--- START ---

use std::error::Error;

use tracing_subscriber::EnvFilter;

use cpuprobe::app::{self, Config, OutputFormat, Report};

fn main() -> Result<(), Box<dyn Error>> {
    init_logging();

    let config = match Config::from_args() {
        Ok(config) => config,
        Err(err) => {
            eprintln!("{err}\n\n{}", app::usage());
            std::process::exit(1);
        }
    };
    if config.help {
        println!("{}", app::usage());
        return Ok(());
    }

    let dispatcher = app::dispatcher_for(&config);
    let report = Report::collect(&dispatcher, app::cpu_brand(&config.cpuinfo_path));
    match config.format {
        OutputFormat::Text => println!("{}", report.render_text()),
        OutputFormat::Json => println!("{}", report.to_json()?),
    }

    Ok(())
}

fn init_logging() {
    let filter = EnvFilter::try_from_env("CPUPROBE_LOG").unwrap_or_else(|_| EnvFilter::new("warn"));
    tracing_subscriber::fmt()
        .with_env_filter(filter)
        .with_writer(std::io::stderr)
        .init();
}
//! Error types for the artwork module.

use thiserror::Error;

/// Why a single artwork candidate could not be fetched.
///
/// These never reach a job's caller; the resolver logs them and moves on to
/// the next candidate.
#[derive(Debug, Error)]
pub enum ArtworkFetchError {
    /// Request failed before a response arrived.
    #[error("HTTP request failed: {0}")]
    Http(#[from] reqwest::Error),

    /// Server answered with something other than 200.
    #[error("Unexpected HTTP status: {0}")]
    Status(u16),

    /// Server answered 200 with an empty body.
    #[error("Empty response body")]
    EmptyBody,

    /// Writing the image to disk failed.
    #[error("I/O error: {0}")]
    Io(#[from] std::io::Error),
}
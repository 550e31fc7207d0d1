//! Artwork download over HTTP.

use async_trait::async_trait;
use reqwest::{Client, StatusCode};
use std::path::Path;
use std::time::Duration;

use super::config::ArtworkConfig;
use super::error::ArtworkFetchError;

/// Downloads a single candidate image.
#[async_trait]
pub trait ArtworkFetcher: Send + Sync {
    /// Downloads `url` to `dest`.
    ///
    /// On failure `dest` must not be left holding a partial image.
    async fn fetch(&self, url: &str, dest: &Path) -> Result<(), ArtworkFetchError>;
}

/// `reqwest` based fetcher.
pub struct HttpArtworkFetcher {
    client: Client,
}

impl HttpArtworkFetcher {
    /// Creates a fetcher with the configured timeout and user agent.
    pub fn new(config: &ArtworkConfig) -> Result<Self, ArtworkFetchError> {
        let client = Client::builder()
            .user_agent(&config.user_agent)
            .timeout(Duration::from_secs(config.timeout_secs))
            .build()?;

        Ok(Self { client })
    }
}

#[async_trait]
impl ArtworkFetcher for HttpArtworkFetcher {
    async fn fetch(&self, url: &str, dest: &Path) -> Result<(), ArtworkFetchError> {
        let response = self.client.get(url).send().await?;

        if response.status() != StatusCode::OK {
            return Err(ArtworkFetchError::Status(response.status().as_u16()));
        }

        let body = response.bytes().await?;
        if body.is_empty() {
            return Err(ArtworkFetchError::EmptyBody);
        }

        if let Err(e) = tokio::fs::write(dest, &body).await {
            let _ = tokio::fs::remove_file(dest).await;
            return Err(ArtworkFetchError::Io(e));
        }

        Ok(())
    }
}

--- END ---

Your assignment
When you reach the line that contains "use async_trait::async_trait;" in the material above, please copy it and every line after it exactly, stopping only at the last line.

Exercise answer
use async_trait::async_trait;
use reqwest::{Client, StatusCode};
use std::path::Path;
use std::time::Duration;

use super::config::ArtworkConfig;
use super::error::ArtworkFetchError;

/// Downloads a single candidate image.
#[async_trait]
pub trait ArtworkFetcher: Send + Sync {
    /// Downloads `url` to `dest`.
    ///
    /// On failure `dest` must not be left holding a partial image.
    async fn fetch(&self, url: &str, dest: &Path) -> Result<(), ArtworkFetchError>;
}

/// `reqwest` based fetcher.
pub struct HttpArtworkFetcher {
    client: Client,
}

impl HttpArtworkFetcher {
    /// Creates a fetcher with the configured timeout and user agent.
    pub fn new(config: &ArtworkConfig) -> Result<Self, ArtworkFetchError> {
        let client = Client::builder()
            .user_agent(&config.user_agent)
            .timeout(Duration::from_secs(config.timeout_secs))
            .build()?;

        Ok(Self { client })
    }
}

#[async_trait]
impl ArtworkFetcher for HttpArtworkFetcher {
    async fn fetch(&self, url: &str, dest: &Path) -> Result<(), ArtworkFetchError> {
        let response = self.client.get(url).send().await?;

        if response.status() != StatusCode::OK {
            return Err(ArtworkFetchError::Status(response.status().as_u16()));
        }

        let body = response.bytes().await?;
        if body.is_empty() {
            return Err(ArtworkFetchError::EmptyBody);
        }

        if let Err(e) = tokio::fs::write(dest, &body).await {
            let _ = tokio::fs::remove_file(dest).await;
            return Err(ArtworkFetchError::Io(e));
        }

        Ok(())
    }
}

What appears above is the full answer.